Through this mechanism, they pay companies in the global South that have implemented “green” initiatives (making new technological investments or reducing deforestation, for example) and either use the certificate to avoid cutting their own emissions or else sell it to another company. This scheme is not only accepted, but also actively promoted, by both the United Nations and the World Bank.
But carbon trading does not actually fulfill its stated goal of cutting global emissions, since the price of carbon remains too cheap to curb polluter behavior. The study “Carbon Trading—How It Works and Why It Fails” shows that carbon trading allows overall air pollution and climate change to continue to escalate.
But the carbon trade doesn’t just fail to address climate change.

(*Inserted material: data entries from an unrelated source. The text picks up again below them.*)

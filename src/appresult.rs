use std::fmt;

pub type AppResult<T> = Result<T, AppError>;

#[derive(Debug)]
pub struct AppError(pub anyhow::Error);

impl fmt::Display for AppError {
    fn fmt(&self, f: &mut fmt::Formatter) -> fmt::Result {
        write!(f, "{}", self.0)
    }
}

impl<E> From<E> for AppError
where
    E: Into<anyhow::Error>,
{
    fn from(err: E) -> Self {
        Self(err.into())
    }
}
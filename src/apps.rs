use chrono::{DateTime, Utc};
use serde::{Deserialize, Serialize};
use serde_json::Value;

use crate::AppResult;
use crate::schedule::{Availability, ConfigurationError, ScheduleEntry};

/// The per-app preferences blob, stored as JSON alongside the app record.
#[derive(Debug, Clone, Default, Serialize, Deserialize)]
pub struct AppPreferences {
    #[serde(default)]
    pub timezone: Option<String>,
    #[serde(default)]
    pub reply_time: Option<String>,
    #[serde(default)]
    pub team_schedule: Vec<ScheduleEntry>,
}

#[derive(Debug, Clone, Serialize, Deserialize)]
pub struct App {
    pub key: String,
    pub name: String,
    #[serde(default)]
    pub preferences: AppPreferences,
}

impl App {
    pub fn from_json(json: Value) -> AppResult<App> {
        Ok(serde_json::from_value(json)?)
    }

    pub fn availability(&self) -> Result<Availability, ConfigurationError> {
        let timezone = self
            .preferences
            .timezone
            .as_deref()
            .ok_or(ConfigurationError::MissingTimezone)?;
        Availability::new(&self.preferences.team_schedule, timezone)
    }

    /// `None` when the team schedule is misconfigured: availability is then
    /// unknown rather than an error.
    pub fn in_business_hours(&self, instant: DateTime<Utc>) -> Option<bool> {
        match self.availability() {
            Ok(availability) => Some(availability.in_hours(instant)),
            Err(err) => {
                tracing::warn!(app = %self.key, "unusable team schedule: {err}");
                None
            }
        }
    }
}

#[cfg(test)]
mod tests {
    use chrono::TimeZone;
    use serde_json::json;

    use super::*;

    fn app(timezone: Option<&str>, schedule: Value) -> App {
        App::from_json(json!({
            "key": "acme",
            "name": "Acme",
            "preferences": {
                "timezone": timezone,
                "reply_time": "in a few hours",
                "team_schedule": schedule,
            }
        }))
        .unwrap()
    }

    #[test]
    fn preferences_load_from_a_json_blob() {
        let app = app(
            Some("Europe/Madrid"),
            json!([{"day": "mon", "from": "09:00", "to": "17:00"}]),
        );
        assert_eq!(app.preferences.timezone.as_deref(), Some("Europe/Madrid"));
        assert_eq!(app.preferences.team_schedule.len(), 1);
        assert_eq!(app.preferences.team_schedule[0].day, "mon");
    }

    #[test]
    fn missing_preferences_default() {
        let app = App::from_json(json!({"key": "bare", "name": "Bare"})).unwrap();
        assert!(app.preferences.timezone.is_none());
        assert!(app.preferences.team_schedule.is_empty());
    }

    #[test]
    fn in_business_hours_follows_the_schedule() {
        let app = app(
            Some("Europe/Madrid"),
            json!([{"day": "mon", "from": "09:00", "to": "17:00"}]),
        );
        // Monday 2019-07-08, 10:00 in Madrid (CEST, UTC+2)
        let open = Utc.with_ymd_and_hms(2019, 7, 8, 8, 0, 0).unwrap();
        // Monday 22:00 in Madrid
        let closed = Utc.with_ymd_and_hms(2019, 7, 8, 20, 0, 0).unwrap();
        assert_eq!(app.in_business_hours(open), Some(true));
        assert_eq!(app.in_business_hours(closed), Some(false));
    }

    #[test]
    fn misconfigured_schedule_reads_as_unknown() {
        let app = app(
            Some("Europe/Madrid"),
            json!([{"day": "mon", "from": "17:00", "to": "09:00"}]),
        );
        let instant = Utc.with_ymd_and_hms(2019, 7, 8, 8, 0, 0).unwrap();
        assert_eq!(app.in_business_hours(instant), None);
    }

    #[test]
    fn missing_timezone_reads_as_unknown() {
        let app = app(None, json!([{"day": "mon", "from": "09:00", "to": "17:00"}]));
        let instant = Utc.with_ymd_and_hms(2019, 7, 8, 8, 0, 0).unwrap();
        assert_eq!(app.in_business_hours(instant), None);
        assert!(matches!(
            app.availability().unwrap_err(),
            ConfigurationError::MissingTimezone
        ));
    }
}
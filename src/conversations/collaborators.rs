use async_trait::async_trait;
use uuid::Uuid;

use crate::AppResult;

use super::{ConversationFilter, ConversationSort, ConversationSummary, Message, PageResult};

/// Remote source of conversation data. Retries and timeouts live behind
/// this seam, not in the roster.
#[async_trait]
pub trait ConversationFetch: Send + Sync {
    async fn conversations_page(
        &self,
        app_key: &str,
        page: u32,
        sort: ConversationSort,
        filter: ConversationFilter,
    ) -> AppResult<PageResult>;

    async fn conversation_with_last_message(
        &self,
        app_key: &str,
        key: Uuid,
    ) -> AppResult<ConversationSummary>;
}

pub trait SoundPlayer: Send + Sync {
    fn play_sound(&self);
}

/// Receives messages for the conversation the operator has open.
pub trait TranscriptSink: Send + Sync {
    fn append_message(&self, message: &Message);
}
use std::path::PathBuf;

use anyhow::{anyhow, Context};
use serde::Deserialize;

const DEFAULT_ENV: &str = "local";
const ENV_VAR_NAME: &str = "BOOKSHELF_ENV";
const CONFIG_DIR_ENV: &str = "BOOKSHELF_CONFIG_DIR";
const ENV_PREFIX: &str = "BOOKSHELF";

/// Deployment environment the application is running in.
#[derive(Debug, Clone, Deserialize, PartialEq, Eq, Default)]
#[serde(rename_all = "lowercase")]
pub enum Environment {
    #[default]
    Local,
    Staging,
    Production,
}

impl Environment {
    fn parse(value: &str) -> anyhow::Result<Self> {
        match value {
            "local" => Ok(Environment::Local),
            "staging" => Ok(Environment::Staging),
            "production" => Ok(Environment::Production),
            other => Err(anyhow!(
                "unsupported environment '{}'; expected local/staging/production",
                other
            )),
        }
    }
}

/// Top-level configuration structure loaded from layered sources.
#[derive(Debug, Clone, Deserialize, Default)]
pub struct Settings {
    #[serde(default)]
    pub environment: Environment,
    #[serde(default)]
    pub server: ServerSettings,
    #[serde(default)]
    pub telemetry: TelemetrySettings,
    #[serde(default)]
    pub catalog: CatalogSettings,
}

impl Settings {
    /// Load configuration by layering `.env`, base file, and environment overlay.
    pub fn load() -> anyhow::Result<Self> {
        // Allow missing `.env` files without failing.
        let _ = dotenvy::dotenv();

        let environment = std::env::var(ENV_VAR_NAME).unwrap_or_else(|_| DEFAULT_ENV.to_string());
        let config_dir = match std::env::var(CONFIG_DIR_ENV) {
            Ok(dir) => PathBuf::from(dir),
            Err(_) => std::env::current_dir()
                .map(|cwd| cwd.join("config"))
                .with_context(|| "unable to resolve current directory")?,
        };

        let mut settings = Self::load_from(&config_dir, &environment)?;
        settings.environment = Environment::parse(&environment)?;
        Ok(settings)
    }

    /// Build settings from `{dir}/base.toml`, `{dir}/{environment}.toml` and
    /// `BOOKSHELF_<SECTION>__<KEY>` environment variables.
    pub fn load_from(config_dir: &std::path::Path, environment: &str) -> anyhow::Result<Self> {
        let base_path = config_dir.join("base.toml");
        let environment_path = config_dir.join(format!("{}.toml", environment));

        let builder = config::Config::builder()
            .add_source(config::File::from(base_path).required(false))
            .add_source(config::File::from(environment_path).required(false))
            .add_source(
                config::Environment::with_prefix(ENV_PREFIX)
                    .prefix_separator("_")
                    .separator("__"),
            );

        let cfg = builder
            .build()
            .with_context(|| "failed to build configuration")?;

        cfg.try_deserialize()
            .with_context(|| "failed to deserialize configuration")
    }
}

#[derive(Debug, Clone, Deserialize)]
pub struct ServerSettings {
    #[serde(default = "ServerSettings::default_host")]
    pub host: String,
    #[serde(default = "ServerSettings::default_port")]
    pub port: u16,
    #[serde(default = "ServerSettings::default_request_timeout_ms")]
    pub request_timeout_ms: u64,
}

impl ServerSettings {
    fn default_host() -> String {
        "127.0.0.1".to_string()
    }

    fn default_port() -> u16 {
        8000
    }

    fn default_request_timeout_ms() -> u64 {
        15000
    }

    /// `host:port` string suitable for binding a listener.
    pub fn bind_address(&self) -> String {
        format!("{}:{}", self.host, self.port)
    }
}

impl Default for ServerSettings {
    fn default() -> Self {
        Self {
            host: Self::default_host(),
            port: Self::default_port(),
            request_timeout_ms: Self::default_request_timeout_ms(),
        }
    }
}

#[derive(Debug, Clone, Deserialize)]
pub struct TelemetrySettings {
    #[serde(default)]
    pub log_format: LogFormat,
    /// Default filter directive used when `RUST_LOG` is not set.
    #[serde(default = "TelemetrySettings::default_level")]
    pub level: String,
}

impl TelemetrySettings {
    fn default_level() -> String {
        "info".to_string()
    }
}

impl Default for TelemetrySettings {
    fn default() -> Self {
        Self {
            log_format: LogFormat::Pretty,
            level: Self::default_level(),
        }
    }
}

#[derive(Debug, Clone, Deserialize, PartialEq, Eq, Default)]
#[serde(rename_all = "lowercase")]
pub enum LogFormat {
    #[default]
    Pretty,
    Json,
}

#[derive(Debug, Clone, Deserialize)]
pub struct CatalogSettings {
    /// Start the catalog with the built-in seed records instead of empty.
    #[serde(default = "CatalogSettings::default_seed")]
    pub seed: bool,
}

impl CatalogSettings {
    fn default_seed() -> bool {
        true
    }
}

impl Default for CatalogSettings {
    fn default() -> Self {
        Self {
            seed: Self::default_seed(),
        }
    }
}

In countries like Honduras, it fuels a perverse incentive structure by funneling cash to notorious human rights abusers engaged in extractive industries.
Carbon Trading and Violence
“Carbon trading” is the term governments, institutions, and companies in the North use to describe the swaps of credits for pollution. But, perhaps reflecting on the carbon trade’s commodification of vital resources, Vitalino Álvarez insists that it’s the oxygen generated by palm trees that’s being traded.
And, he says, the money made by the palm giants selling oxygen is being used to finance hit men (sicarios).
In Bajo Aguán, carbon trading and the related changes in land ownership laws have resulted in the expansion of palm oil plantations, which now use a new methane-capture system that purportedly reduces the plantations’ footprint (even as the entire business is premised on deforestation). This expansion has displaced many farmers as aggressive plantation owners have maneuvered to get a piece of the lucrative carbon credit business. Over the years, the farmers’ negotiations with politicians have failed, and court battles have dragged on. Ultimately this has resulted in bloody land conflicts.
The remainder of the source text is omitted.